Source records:
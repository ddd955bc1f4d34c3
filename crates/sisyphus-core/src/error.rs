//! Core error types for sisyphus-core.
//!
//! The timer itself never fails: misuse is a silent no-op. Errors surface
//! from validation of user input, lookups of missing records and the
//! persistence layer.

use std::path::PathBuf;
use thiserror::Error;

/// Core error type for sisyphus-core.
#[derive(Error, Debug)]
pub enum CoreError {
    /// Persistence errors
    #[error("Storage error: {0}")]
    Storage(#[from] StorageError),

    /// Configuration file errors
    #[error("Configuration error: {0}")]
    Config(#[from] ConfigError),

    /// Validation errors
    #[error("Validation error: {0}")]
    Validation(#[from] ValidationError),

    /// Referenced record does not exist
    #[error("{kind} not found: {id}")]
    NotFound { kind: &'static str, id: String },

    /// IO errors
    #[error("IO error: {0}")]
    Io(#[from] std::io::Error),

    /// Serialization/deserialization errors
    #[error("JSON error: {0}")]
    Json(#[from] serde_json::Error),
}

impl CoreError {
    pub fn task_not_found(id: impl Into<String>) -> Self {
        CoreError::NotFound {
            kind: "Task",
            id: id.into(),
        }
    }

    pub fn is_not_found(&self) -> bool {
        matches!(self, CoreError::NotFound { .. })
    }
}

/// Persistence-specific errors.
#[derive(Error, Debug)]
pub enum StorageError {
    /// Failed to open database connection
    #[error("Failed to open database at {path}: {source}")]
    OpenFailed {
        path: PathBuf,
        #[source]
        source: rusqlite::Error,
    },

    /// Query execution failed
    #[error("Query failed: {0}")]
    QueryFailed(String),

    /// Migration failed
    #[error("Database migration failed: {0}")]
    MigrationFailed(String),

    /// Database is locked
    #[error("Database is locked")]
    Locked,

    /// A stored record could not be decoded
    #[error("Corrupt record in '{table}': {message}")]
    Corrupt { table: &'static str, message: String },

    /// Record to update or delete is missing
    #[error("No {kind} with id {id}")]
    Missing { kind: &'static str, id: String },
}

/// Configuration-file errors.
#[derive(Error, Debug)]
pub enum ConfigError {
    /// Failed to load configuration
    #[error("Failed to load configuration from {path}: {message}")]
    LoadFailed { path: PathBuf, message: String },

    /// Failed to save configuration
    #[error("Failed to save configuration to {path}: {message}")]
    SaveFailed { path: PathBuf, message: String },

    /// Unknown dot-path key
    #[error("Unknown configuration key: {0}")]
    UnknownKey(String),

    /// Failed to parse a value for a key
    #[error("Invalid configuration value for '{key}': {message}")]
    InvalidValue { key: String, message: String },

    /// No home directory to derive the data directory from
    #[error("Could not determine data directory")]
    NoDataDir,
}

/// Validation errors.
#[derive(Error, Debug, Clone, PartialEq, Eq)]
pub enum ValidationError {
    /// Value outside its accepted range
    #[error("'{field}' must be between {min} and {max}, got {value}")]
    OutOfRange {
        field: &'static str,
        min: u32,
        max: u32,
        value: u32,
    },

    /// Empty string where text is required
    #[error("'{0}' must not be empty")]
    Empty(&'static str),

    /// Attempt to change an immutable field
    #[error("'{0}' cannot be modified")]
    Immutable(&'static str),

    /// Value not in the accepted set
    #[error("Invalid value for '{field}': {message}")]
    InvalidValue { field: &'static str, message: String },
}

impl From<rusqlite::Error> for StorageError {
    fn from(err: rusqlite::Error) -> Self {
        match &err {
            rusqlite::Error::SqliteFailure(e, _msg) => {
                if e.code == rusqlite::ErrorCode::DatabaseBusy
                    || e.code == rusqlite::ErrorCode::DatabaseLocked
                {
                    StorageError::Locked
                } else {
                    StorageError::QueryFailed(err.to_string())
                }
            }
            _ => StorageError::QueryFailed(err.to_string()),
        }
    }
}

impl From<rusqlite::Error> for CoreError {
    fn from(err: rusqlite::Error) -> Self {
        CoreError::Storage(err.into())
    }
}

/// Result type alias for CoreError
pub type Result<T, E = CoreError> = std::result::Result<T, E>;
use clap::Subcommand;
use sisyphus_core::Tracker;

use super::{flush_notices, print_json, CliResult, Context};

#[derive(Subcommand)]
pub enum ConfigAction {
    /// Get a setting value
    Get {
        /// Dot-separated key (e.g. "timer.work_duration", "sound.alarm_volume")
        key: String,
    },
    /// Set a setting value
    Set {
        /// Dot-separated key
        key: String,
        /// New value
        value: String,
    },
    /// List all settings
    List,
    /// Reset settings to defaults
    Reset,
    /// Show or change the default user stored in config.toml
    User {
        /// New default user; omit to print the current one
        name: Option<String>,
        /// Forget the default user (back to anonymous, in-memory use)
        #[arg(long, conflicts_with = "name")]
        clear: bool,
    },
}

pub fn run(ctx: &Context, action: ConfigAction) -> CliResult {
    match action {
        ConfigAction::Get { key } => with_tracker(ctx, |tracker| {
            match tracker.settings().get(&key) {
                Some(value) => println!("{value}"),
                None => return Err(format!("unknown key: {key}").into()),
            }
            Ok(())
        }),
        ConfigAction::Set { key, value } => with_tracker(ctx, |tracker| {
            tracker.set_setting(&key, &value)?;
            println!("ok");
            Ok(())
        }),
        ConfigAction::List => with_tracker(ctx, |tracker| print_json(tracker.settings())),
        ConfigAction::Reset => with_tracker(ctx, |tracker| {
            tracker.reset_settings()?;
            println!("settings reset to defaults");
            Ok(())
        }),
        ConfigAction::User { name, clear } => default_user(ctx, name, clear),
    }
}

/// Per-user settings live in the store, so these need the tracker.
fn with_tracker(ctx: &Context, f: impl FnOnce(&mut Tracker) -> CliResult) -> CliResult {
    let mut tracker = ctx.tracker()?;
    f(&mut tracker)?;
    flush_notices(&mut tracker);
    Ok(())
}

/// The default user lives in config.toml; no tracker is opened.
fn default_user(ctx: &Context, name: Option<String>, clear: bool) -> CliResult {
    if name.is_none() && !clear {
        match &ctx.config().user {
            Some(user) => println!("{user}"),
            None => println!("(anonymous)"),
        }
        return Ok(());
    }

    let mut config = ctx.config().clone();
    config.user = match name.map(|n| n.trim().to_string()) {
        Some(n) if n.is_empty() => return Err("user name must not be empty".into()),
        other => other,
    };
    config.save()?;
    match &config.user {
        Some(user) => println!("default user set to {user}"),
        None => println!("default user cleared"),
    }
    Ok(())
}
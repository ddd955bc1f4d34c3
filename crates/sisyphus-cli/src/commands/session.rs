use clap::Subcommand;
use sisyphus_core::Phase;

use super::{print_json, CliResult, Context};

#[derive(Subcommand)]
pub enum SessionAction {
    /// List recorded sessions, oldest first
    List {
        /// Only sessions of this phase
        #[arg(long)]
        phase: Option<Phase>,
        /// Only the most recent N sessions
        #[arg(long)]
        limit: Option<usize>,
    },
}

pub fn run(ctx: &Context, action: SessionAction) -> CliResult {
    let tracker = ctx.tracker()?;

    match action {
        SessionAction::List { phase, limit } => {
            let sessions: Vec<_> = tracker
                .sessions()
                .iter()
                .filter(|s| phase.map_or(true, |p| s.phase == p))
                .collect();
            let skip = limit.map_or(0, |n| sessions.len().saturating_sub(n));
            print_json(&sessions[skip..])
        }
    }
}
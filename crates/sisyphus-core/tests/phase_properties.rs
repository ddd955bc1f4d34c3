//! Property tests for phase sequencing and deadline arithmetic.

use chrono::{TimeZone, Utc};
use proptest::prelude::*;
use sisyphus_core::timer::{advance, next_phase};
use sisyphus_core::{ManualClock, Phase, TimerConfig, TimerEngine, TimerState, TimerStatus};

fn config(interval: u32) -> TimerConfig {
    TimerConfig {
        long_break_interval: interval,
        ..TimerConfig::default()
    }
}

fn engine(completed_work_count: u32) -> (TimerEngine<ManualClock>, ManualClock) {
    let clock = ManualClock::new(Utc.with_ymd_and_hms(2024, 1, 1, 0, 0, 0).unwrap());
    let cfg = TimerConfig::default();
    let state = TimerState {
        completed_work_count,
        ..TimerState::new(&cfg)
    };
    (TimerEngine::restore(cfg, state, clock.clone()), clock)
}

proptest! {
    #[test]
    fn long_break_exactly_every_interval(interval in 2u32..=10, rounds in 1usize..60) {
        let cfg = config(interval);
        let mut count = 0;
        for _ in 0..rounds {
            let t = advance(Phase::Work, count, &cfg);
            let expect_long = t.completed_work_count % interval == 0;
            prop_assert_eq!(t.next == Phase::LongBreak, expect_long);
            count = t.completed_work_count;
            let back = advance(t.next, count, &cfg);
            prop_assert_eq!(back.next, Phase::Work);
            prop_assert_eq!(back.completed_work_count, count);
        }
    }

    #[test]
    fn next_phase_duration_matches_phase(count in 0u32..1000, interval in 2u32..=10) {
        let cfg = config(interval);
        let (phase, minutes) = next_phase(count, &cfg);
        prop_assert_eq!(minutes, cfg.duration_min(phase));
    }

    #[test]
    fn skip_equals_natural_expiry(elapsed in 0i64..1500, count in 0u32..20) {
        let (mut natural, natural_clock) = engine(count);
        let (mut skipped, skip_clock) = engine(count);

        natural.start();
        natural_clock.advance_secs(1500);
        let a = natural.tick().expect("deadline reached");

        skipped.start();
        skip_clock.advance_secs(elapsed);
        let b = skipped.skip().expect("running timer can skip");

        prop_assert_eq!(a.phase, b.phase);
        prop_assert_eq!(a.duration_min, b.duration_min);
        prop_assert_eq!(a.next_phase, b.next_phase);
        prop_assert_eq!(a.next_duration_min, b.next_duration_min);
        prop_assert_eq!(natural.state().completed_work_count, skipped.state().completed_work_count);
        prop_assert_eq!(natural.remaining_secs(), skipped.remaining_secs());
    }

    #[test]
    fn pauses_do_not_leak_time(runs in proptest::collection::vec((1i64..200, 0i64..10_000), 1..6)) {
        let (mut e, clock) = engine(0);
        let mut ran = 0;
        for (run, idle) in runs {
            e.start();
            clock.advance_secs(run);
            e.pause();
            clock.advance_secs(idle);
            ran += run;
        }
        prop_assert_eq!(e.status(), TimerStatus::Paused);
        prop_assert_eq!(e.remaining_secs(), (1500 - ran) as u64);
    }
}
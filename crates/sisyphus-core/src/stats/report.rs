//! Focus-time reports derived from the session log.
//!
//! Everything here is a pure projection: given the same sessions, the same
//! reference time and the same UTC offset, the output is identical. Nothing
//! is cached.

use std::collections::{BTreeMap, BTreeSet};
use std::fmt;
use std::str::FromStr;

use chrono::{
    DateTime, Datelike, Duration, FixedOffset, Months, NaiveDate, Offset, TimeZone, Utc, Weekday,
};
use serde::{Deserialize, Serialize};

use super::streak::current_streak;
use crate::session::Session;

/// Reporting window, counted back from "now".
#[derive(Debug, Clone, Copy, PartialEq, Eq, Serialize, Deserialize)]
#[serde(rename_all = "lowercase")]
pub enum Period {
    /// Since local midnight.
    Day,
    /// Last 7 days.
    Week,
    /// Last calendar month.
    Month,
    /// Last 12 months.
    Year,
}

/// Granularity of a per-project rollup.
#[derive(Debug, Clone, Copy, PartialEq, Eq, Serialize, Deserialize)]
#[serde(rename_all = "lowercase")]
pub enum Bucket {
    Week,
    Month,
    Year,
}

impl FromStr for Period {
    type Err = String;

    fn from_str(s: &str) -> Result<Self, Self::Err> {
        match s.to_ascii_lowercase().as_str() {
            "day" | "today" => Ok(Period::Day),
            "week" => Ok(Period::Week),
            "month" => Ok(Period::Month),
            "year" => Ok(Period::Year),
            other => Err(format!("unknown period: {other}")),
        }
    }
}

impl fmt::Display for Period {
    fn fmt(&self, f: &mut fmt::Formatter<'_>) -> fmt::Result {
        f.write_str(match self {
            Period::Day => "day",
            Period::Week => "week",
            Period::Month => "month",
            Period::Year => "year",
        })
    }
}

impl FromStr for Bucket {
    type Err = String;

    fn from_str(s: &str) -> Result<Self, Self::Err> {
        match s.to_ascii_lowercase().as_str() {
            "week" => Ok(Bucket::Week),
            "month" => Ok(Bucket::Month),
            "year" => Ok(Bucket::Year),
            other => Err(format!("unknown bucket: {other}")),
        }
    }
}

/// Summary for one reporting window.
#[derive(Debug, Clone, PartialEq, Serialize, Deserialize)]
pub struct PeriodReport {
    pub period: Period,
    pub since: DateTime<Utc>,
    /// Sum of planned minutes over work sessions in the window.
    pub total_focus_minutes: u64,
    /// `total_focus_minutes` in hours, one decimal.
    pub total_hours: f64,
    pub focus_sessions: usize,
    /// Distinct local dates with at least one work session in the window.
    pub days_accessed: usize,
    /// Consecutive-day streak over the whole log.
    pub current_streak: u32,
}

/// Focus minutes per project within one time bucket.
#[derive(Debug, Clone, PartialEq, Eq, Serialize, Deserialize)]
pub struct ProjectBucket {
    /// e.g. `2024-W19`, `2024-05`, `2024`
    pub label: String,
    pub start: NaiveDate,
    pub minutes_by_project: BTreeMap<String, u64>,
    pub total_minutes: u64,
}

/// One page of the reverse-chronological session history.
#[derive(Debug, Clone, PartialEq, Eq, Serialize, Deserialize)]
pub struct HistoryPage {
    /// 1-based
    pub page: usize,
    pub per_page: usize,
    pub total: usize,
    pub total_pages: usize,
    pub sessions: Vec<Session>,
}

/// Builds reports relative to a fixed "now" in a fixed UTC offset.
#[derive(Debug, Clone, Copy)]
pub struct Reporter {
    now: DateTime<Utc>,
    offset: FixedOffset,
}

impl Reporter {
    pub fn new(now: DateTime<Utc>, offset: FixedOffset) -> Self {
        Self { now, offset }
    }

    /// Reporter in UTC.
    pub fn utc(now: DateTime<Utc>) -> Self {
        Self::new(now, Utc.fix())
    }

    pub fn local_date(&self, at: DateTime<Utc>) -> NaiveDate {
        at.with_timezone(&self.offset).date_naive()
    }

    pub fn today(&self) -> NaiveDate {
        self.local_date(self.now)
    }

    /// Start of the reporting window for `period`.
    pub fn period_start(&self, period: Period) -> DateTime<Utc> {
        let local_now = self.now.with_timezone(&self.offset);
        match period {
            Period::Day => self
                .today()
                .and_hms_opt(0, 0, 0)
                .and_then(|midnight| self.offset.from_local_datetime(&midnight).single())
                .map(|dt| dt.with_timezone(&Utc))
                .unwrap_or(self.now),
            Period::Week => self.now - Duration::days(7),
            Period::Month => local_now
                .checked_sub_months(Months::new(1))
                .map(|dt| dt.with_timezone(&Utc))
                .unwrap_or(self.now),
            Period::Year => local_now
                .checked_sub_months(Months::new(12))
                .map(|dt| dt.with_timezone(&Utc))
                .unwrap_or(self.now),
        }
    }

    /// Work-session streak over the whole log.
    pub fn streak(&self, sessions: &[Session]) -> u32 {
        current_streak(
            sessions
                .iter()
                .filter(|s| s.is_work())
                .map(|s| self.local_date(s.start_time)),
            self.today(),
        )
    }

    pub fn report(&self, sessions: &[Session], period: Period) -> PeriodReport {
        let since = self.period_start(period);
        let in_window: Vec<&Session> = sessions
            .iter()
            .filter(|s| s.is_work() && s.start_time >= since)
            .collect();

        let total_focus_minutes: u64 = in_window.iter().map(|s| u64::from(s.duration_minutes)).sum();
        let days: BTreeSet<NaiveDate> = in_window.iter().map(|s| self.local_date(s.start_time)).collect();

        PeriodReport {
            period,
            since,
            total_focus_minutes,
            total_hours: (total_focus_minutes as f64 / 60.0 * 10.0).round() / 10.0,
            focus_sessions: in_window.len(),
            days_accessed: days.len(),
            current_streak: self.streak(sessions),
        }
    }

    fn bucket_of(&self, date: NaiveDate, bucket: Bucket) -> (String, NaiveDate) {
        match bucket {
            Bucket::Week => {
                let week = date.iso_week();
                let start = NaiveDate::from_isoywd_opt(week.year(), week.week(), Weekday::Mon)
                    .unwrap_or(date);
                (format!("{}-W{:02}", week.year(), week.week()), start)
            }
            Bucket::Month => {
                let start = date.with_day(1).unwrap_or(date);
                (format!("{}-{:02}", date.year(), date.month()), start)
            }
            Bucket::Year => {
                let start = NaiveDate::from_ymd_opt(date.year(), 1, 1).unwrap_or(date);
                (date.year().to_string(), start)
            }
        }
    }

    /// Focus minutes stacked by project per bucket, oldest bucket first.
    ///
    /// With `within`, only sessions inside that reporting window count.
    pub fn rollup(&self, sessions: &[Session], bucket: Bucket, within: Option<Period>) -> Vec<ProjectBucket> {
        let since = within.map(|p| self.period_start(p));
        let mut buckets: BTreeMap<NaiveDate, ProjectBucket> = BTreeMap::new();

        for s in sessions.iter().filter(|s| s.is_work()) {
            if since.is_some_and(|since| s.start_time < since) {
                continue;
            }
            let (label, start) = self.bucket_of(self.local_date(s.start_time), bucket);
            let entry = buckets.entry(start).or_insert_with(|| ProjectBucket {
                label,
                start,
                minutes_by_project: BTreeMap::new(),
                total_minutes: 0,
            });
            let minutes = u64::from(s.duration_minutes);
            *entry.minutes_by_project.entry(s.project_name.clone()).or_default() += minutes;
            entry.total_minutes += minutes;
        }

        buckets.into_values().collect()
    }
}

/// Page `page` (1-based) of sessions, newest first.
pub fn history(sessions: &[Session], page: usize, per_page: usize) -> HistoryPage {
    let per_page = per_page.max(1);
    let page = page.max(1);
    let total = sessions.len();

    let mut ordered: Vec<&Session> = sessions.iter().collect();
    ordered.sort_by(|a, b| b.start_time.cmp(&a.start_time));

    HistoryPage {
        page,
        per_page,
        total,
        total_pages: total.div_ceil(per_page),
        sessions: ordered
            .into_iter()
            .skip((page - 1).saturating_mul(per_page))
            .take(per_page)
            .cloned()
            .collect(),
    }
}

• [TASK PROMPT] Using the records above, pull out each line where the word "first" occurs.

• [TASK OUTPUT]
    /// List recorded sessions, oldest first
    /// Focus minutes stacked by project per bucket, oldest bucket first.
/// Page `page` (1-based) of sessions, newest first.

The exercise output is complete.